Cost-effectiveness of the children's oncology group long-term follow-up screening guidelines for childhood cancer survivors at risk for treatment-related heart failure
- PMID: 24842414
- PMCID: PMC4073480
- DOI: 10.7326/M13-2498
Cost-effectiveness of the children's oncology group long-term follow-up screening guidelines for childhood cancer survivors at risk for treatment-related heart failure
Abstract
Background: Childhood cancer survivors treated with anthracyclines are at high risk for asymptomatic left ventricular dysfunction (ALVD), subsequent heart failure, and death. The consensus-based Children's Oncology Group (COG) Long-Term Follow-up Guidelines recommend lifetime echocardiographic screening for ALVD.
Objective: To evaluate the efficacy and cost-effectiveness of the COG guidelines and to identify more cost-effective screening strategies.
Design: Simulation of life histories using Markov health states.
Data sources: Childhood Cancer Survivor Study; published literature.
Target population: Childhood cancer survivors.
Time horizon: Lifetime.
Perspective: Societal.
Intervention: Echocardiographic screening followed by angiotensin-converting enzyme (ACE) inhibitor and β-blocker therapies after ALVD diagnosis.
Outcome measures: Quality-adjusted life-years (QALYs), costs, incremental cost-effectiveness ratios (ICERs) in dollars per QALY, and cumulative incidence of heart failure.

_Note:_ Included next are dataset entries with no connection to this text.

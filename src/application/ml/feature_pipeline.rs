//! Feature/target construction for next-step close regression.
//!
//! Missing-value policy, applied in order:
//! 1. requested indicators absent from the frame are computed with
//!    minimum-period relaxation;
//! 2. rows with any undefined feature are dropped (never filled);
//! 3. fewer than `min_rows` remaining rows is an `InsufficientData` error;
//! 4. the final row has no target and is held back as the forecast seed.

use crate::application::indicators::{IndicatorParams, WarmupPolicy};
use crate::domain::errors::{ForecastError, ForecastResult};
use crate::domain::indicators::{Indicator, IndicatorFrame};
use crate::domain::market::Series;
use crate::domain::ml::FeatureRecord;
use crate::domain::ml::feature_registry::{close_index, feature_indicators, feature_names};
use tracing::debug;

#[derive(Debug, Clone, PartialEq)]
pub struct PipelineConfig {
    /// Minimum complete rows required before the target shift.
    pub min_rows: usize,
    pub indicators: Vec<Indicator>,
    pub params: IndicatorParams,
}

impl Default for PipelineConfig {
    fn default() -> Self {
        Self {
            min_rows: 50,
            indicators: Indicator::FEATURES.to_vec(),
            params: IndicatorParams::default(),
        }
    }
}

/// Output of the pipeline: trainable rows, their targets, and the seed row.
#[derive(Debug, Clone)]
pub struct FeatureDataset {
    /// Column order of every record; persist it with any model fitted on this set.
    pub feature_names: Vec<String>,
    pub records: Vec<FeatureRecord>,
    pub targets: Vec<f64>,
    /// Chronologically last complete row. It has no target.
    pub latest: FeatureRecord,
    /// Rows removed for containing undefined values.
    pub dropped_rows: usize,
}

impl FeatureDataset {
    pub fn len(&self) -> usize {
        self.records.len()
    }

    pub fn is_empty(&self) -> bool {
        self.records.is_empty()
    }

    pub fn matrix(&self) -> Vec<Vec<f64>> {
        self.records.iter().map(|r| r.values.clone()).collect()
    }
}

#[derive(Debug, Clone, Default)]
pub struct FeaturePipeline {
    config: PipelineConfig,
}

impl FeaturePipeline {
    pub fn new(config: PipelineConfig) -> Self {
        Self { config }
    }

    pub fn config(&self) -> &PipelineConfig {
        &self.config
    }

    pub fn build_from_series(&self, series: Series) -> ForecastResult<FeatureDataset> {
        self.build(&IndicatorFrame::new(series))
    }

    pub fn build(&self, frame: &IndicatorFrame) -> ForecastResult<FeatureDataset> {
        frame.series().ensure_not_empty()?;
        if self.config.min_rows < 2 {
            return Err(ForecastError::invalid_parameter(format!(
                "min_rows must be at least 2, got {}",
                self.config.min_rows
            )));
        }

        let indicators = feature_indicators(&self.config.indicators);
        let names = feature_names(&indicators);
        let close_idx = close_index(&names)?;

        let mut working = frame.clone();
        working.ensure(&indicators, &self.config.params, WarmupPolicy::Relaxed)?;

        let mut complete: Vec<FeatureRecord> = Vec::with_capacity(working.len());
        for (row, bar) in working.series().bars().iter().enumerate() {
            let mut values = vec![bar.open, bar.high, bar.low, bar.close, bar.volume];
            let mut defined = true;
            for &indicator in &indicators {
                match working.value(indicator, row) {
                    Some(v) if v.is_finite() => values.push(v),
                    _ => {
                        defined = false;
                        break;
                    }
                }
            }
            if defined {
                complete.push(FeatureRecord {
                    timestamp: bar.timestamp,
                    values,
                });
            }
        }

        let dropped_rows = working.len() - complete.len();
        if dropped_rows > 0 {
            debug!(
                "FeaturePipeline: dropped {} incomplete rows of {}",
                dropped_rows,
                working.len()
            );
        }

        if complete.len() < self.config.min_rows {
            return Err(ForecastError::InsufficientData {
                required: self.config.min_rows,
                available: complete.len(),
            });
        }

        // Target of each row is the close of the next complete row
        let targets: Vec<f64> = match complete.split_first() {
            Some((_, rest)) => rest.iter().map(|r| r.values[close_idx]).collect(),
            None => return Err(ForecastError::data("no complete rows left after cleaning")),
        };
        let latest = complete
            .pop()
            .ok_or_else(|| ForecastError::data("no complete rows left after cleaning"))?;

        debug!(
            "FeaturePipeline: {} trainable rows x {} features",
            complete.len(),
            names.len()
        );

        Ok(FeatureDataset {
            feature_names: names,
            records: complete,
            targets,
            latest,
            dropped_rows,
        })
    }
}

#[cfg(test)]
mod tests {
    use super::*;
    use crate::domain::market::PriceBar;
    use chrono::{Duration, TimeZone, Utc};

    fn series(n: usize) -> Series {
        let start = Utc.with_ymd_and_hms(2024, 1, 1, 0, 0, 0).unwrap();
        let bars = (0..n)
            .map(|i| {
                let c = 50.0 + (i as f64 * 0.4).sin() * 3.0 + i as f64 * 0.1;
                PriceBar::new(
                    start + Duration::days(i as i64),
                    c - 0.2,
                    c + 0.8,
                    c - 0.9,
                    c,
                    10_000.0 + i as f64,
                )
            })
            .collect();
        Series::new(bars).unwrap()
    }

    #[test]
    fn test_ten_rows_is_insufficient() {
        let err = FeaturePipeline::default()
            .build_from_series(series(10))
            .unwrap_err();
        assert!(matches!(
            err,
            ForecastError::InsufficientData { required: 50, .. }
        ));
    }

    #[test]
    fn test_row_accounting_with_relaxed_warmup() {
        let dataset = FeaturePipeline::default()
            .build_from_series(series(80))
            .unwrap();
        // SMA-long and MACD need 10 rows, so 9 are dropped
        assert_eq!(dataset.dropped_rows, 9);
        assert_eq!(dataset.len(), 80 - 1 - 9);
        assert_eq!(dataset.targets.len(), dataset.len());
        assert_eq!(
            dataset.feature_names,
            vec![
                "open", "high", "low", "close", "volume", "sma_short", "sma_long", "rsi", "macd"
            ]
        );
    }

    #[test]
    fn test_targets_are_next_close() {
        let s = series(70);
        let closes = s.closes();
        let dataset = FeaturePipeline::default().build_from_series(s).unwrap();
        // first kept row is index 9
        assert_eq!(dataset.records[0].values[3], closes[9]);
        assert_eq!(dataset.targets[0], closes[10]);
        assert_eq!(*dataset.targets.last().unwrap(), closes[69]);
        assert_eq!(dataset.latest.values[3], closes[69]);
    }

    #[test]
    fn test_base_features_only() {
        let pipeline = FeaturePipeline::new(PipelineConfig {
            indicators: vec![],
            ..Default::default()
        });
        let dataset = pipeline.build_from_series(series(60)).unwrap();
        assert_eq!(dataset.dropped_rows, 0);
        assert_eq!(dataset.len(), 59);
        assert_eq!(dataset.feature_names.len(), 5);
    }

    #[test]
    fn test_floor_applies_after_dropping() {
        // 58 rows minus 9 warm-up rows leaves 49 complete rows
        let err = FeaturePipeline::default()
            .build_from_series(series(58))
            .unwrap_err();
        assert!(matches!(
            err,
            ForecastError::InsufficientData {
                required: 50,
                available: 49
            }
        ));
        assert!(FeaturePipeline::default().build_from_series(series(59)).is_ok());
    }

    #[test]
    fn test_strict_columns_already_present_are_respected() {
        let s = series(110);
        let mut frame = IndicatorFrame::new(s.clone());
        let strict = crate::application::indicators::sma(
            &s,
            50,
            crate::domain::indicators::Warmup::Full,
        )
        .unwrap();
        frame.insert(Indicator::SmaLong, strict).unwrap();
        let dataset = FeaturePipeline::default().build(&frame).unwrap();
        assert_eq!(dataset.dropped_rows, 49);
        assert_eq!(dataset.len(), 110 - 49 - 1);
    }

    #[test]
    fn test_strict_column_can_push_below_floor() {
        // 80 bars with a strict SMA-50 keep only 31 complete rows
        let s = series(80);
        let mut frame = IndicatorFrame::new(s.clone());
        let strict = crate::application::indicators::sma(
            &s,
            50,
            crate::domain::indicators::Warmup::Full,
        )
        .unwrap();
        frame.insert(Indicator::SmaLong, strict).unwrap();
        let err = FeaturePipeline::default().build(&frame).unwrap_err();
        assert!(matches!(
            err,
            ForecastError::InsufficientData {
                required: 50,
                available: 31
            }
        ));
    }

    #[test]
    fn test_row_floor_below_two_is_rejected() {
        for min_rows in [0, 1] {
            let pipeline = FeaturePipeline::new(PipelineConfig {
                min_rows,
                ..Default::default()
            });
            let err = pipeline.build_from_series(series(5)).unwrap_err();
            assert!(matches!(err, ForecastError::InvalidParameter { .. }));
        }
    }

    #[test]
    fn test_small_floor_with_no_complete_rows() {
        // 5 bars never reach the 10-period SMA-long warm-up
        let pipeline = FeaturePipeline::new(PipelineConfig {
            min_rows: 2,
            ..Default::default()
        });
        let err = pipeline.build_from_series(series(5)).unwrap_err();
        assert!(matches!(
            err,
            ForecastError::InsufficientData {
                required: 2,
                available: 0
            }
        ));
    }

    #[test]
    fn test_empty_series_is_data_error() {
        let err = FeaturePipeline::default()
            .build_from_series(Series::default())
            .unwrap_err();
        assert!(matches!(err, ForecastError::Data { .. }));
    }
}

Results of base-case analysis: The COG guidelines versus no screening have an ICER of $61 500, extend life expectancy by 6 months and QALYs by 1.6 months, and reduce the cumulative incidence of heart failure by 18% at 30 years after cancer diagnosis. However, less frequent screenings are more cost-effective than the guidelines and maintain 80% of the health benefits.
Results of sensitivity analysis: The ICER was most sensitive to the magnitude of ALVD treatment efficacy; higher treatment efficacy resulted in lower ICER.
Limitation: Lifetime non-heart failure mortality and the cumulative incidence of heart failure more than 20 years after diagnosis were extrapolated; the efficacy of ACE inhibitor and β-blocker therapy in childhood cancer survivors with ALVD is undetermined (or unknown).
Conclusion: The COG guidelines could reduce the risk for heart failure in survivors at less than $100 000/QALY. Less frequent screening achieves most of the benefits and would be more cost-effective than the COG guidelines.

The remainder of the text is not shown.